The Rev. Dr. Nelson J. Annan, D.Min. (1994–2006) led the church into two morning services, a building expansion and the birthing of a daughter church: Summit Community Church, in nearby Richmond Hill, under the direction of Rev. Gerry Gould. Rev. Annan's tenure in Bayview Glen included the creation of a third service ("Higher Ground") that in the gymnasium that features a cooked breakfast, and the facilities of the church were made available for more conventions and fellowship gatherings. Annan believed in multiculturalism and it was during Annan's pastoral lead when Bayview Glen was transformed from a predominantly homogenous cultural church to a heterogenous one, encompassing peoples from many different nations of birth and cultures. He resigned at the end of April 2006 and was accepted as a Senior Pastor in Harvest Hills Alliance Church, Calgary, Alberta. The Board of Elders restructured the senior pastoral post in 2006 forming a leadership triad: the Lead Pastor (LP), the Teaching/Preaching Pastor (TPP), and the Administrative Pastor (AP). Summit Community Church's lead pastor Gerry Gould's father, the Rev. Robert "Bob" Gould, a long time missionary in Thailand, took over as the Interim Teaching/Preaching Pastor and the Rev. David Loucks as the AP.

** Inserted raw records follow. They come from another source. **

//! Build command: print the configuration tree of one root type

use std::path::Path;

use sheetmap_core::{BuildOptions, RootConfig, SchemaBuilder};

use super::load_catalog;
use crate::cli::OutputFormat;
use crate::error::Result;

/// Run the build command
pub fn run_build(
    catalog_path: &Path,
    root: &str,
    format: OutputFormat,
    options: BuildOptions,
) -> Result<()> {
    let catalog = load_catalog(catalog_path)?;
    let config = SchemaBuilder::with_options(&catalog, options).build(root)?;
    print!("{}", render(&config, format)?);
    Ok(())
}

/// Render a tree in the requested format, newline-terminated.
pub fn render(config: &RootConfig, format: OutputFormat) -> Result<String> {
    let mut rendered = match format {
        OutputFormat::Outline => config.to_string(),
        OutputFormat::Json => serde_json::to_string_pretty(config)?,
        OutputFormat::Yaml => serde_yaml::to_string(config)?,
        OutputFormat::Toml => toml::to_string(config)?,
    };
    if !rendered.ends_with('\n') {
        rendered.push('\n');
    }
    Ok(rendered)
}
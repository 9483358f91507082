//! Sheet nodes

use sheetmap_meta::{FieldDescriptor, SheetMarker, TypeDescriptor, TypeSource};

use super::{SchemaBuilder, Trail, field_id};
use crate::Result;
use crate::tree::SheetConfig;

impl<S: TypeSource + ?Sized> SchemaBuilder<'_, S> {
    /// Build one sheet from a sheet-marked field of the root type.
    ///
    /// The field's element type is scanned for cells; each sheet starts a
    /// fresh recursion trail.
    pub(super) fn build_sheet(
        &self,
        root: &dyn TypeDescriptor,
        field: &FieldDescriptor,
        marker: &SheetMarker,
    ) -> Result<SheetConfig> {
        let field_id = field_id(root, field);
        let element = self.element_descriptor(&field_id, &field.declared_type)?;

        let mut trail = Trail::default();
        trail.enter(&field_id, element.name(), self.options.max_depth)?;
        let cells = self.build_cells(element, &mut trail)?;
        trail.leave();

        tracing::debug!(
            sheet = %marker.name,
            field = %field_id,
            element = element.name(),
            cells = cells.len(),
            "Built sheet"
        );

        Ok(SheetConfig {
            field_name: field.name.clone(),
            name: marker.name.clone(),
            start_line: marker.start_line,
            start_column: marker.start_column,
            kind: marker.kind,
            on_missing: marker.on_missing.clone(),
            cells,
        })
    }
}
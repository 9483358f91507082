//! Error types for sheetmap-core

use std::path::PathBuf;

use crate::builder::resolve::Unresolved;

/// Result type for sheetmap-core operations
pub type Result<T> = std::result::Result<T, Error>;

/// Errors that can occur while building a configuration tree
#[derive(Debug, thiserror::Error)]
pub enum Error {
    /// The requested root type is not in the type source
    #[error("Root type not found: {type_name}")]
    RootTypeNotFound { type_name: String },

    /// The root type carries no root marker
    #[error("Type {type_name} is not marked as a schema root")]
    MissingRootMarker { type_name: String },

    /// A collection field does not have exactly one element type
    #[error(
        "Cannot resolve element type of {field}: {container} has {params} type parameters, expected 1"
    )]
    AmbiguousElementType {
        field: String,
        container: String,
        params: usize,
    },

    /// A collection field whose element type is itself a collection
    #[error("Nested collection {declared} on {field} is not supported")]
    NestedCollection { field: String, declared: String },

    /// A field refers to a type that has no descriptor
    #[error("Type {type_name} referenced by {field} is not described")]
    UnknownType { field: String, type_name: String },

    /// Cell expansion revisited a type or exceeded the depth limit
    #[error("Unresolvable recursion at depth {depth}: {path}")]
    UnresolvableRecursion { path: String, depth: usize },

    /// Configuration file not found at expected path
    #[error("Configuration not found at {path}")]
    ConfigNotFound { path: PathBuf },

    // Transparent wrappers for underlying errors
    /// Metadata error from sheetmap-meta
    #[error(transparent)]
    Meta(#[from] sheetmap_meta::Error),

    /// Standard I/O error
    #[error(transparent)]
    Io(#[from] std::io::Error),

    /// TOML deserialization error
    #[error(transparent)]
    TomlDe(#[from] toml::de::Error),
}

impl Error {
    /// Attach the identity of the offending field to a resolver failure.
    pub fn element_type(field: impl Into<String>, unresolved: Unresolved) -> Self {
        let field = field.into();
        match unresolved {
            Unresolved::Ambiguous { container, params } => Error::AmbiguousElementType {
                field,
                container,
                params,
            },
            Unresolved::Nested { declared } => Error::NestedCollection { field, declared },
        }
    }
}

Bayview Glen Church has become one of the largest Christian and Missionary Alliance congregations in Canada. As of July 2024 the pastoral team includes Terry Sanderson, Sawyer Bullock, Dave Lewis, Beverley Deguire, Min-Soo Kang and Sean Luellwitz. After Lucas Cooper left the church in early 2021, the search committee hired Terry Sanderson in mid 2022.

==Clergy==

| Picture | Role | Name | Description |
|---|---|---|---|
|  | Senior Pastor I (1941–1948) | Charles Bradley Templeton | -. |
|  | Senior Pastor II (1948–1951) | J.D. Carlson | -. |
|  | Senior Pastor III (1952–1959) | Donald Shepson | -. |
|  | Senior Pastor V (1959–1963) | Dr. Aiden Wilson Tozer | -. |
|  | Senior Pastor VI (1963–1970), interim-leadership in 1992–1993 | Kenn W. Opperman | -. |
|  | Senior Pastor VII (1970–1991) | Arnold Reimer | -. |
|  | Senior Pastor VIII (1994–2006) | Nelson J. Annan | -. |
|  | Interim Teaching/Preaching Pastor (2006) | Robert Gould | -. |
|  | Lead Pastor (2009–2011) | Steve Irvin | -. |
|  | Interim Pastor (2011–2013) | Dave Lewis Sr | -. |
|  | Lead Pastor (2013–2021) | Lucas Cooper | -. |
|  | Lead Pastor (2022–Present) | Terry Sanderson | -. |

The 'Senior Pastor' role was abolished at the retirement of Annan in 2006, and replaced with a triad of pastors in leadership: Lead Pastor, Teaching/Preaching Pastor, and Administrative Pastor. Since the Senior Pastors in the past all had been responsible for teaching and preaching (primarily), the Teaching/Preaching Pastors' names are noted. The Lead Pastor role was reinstated in 2013.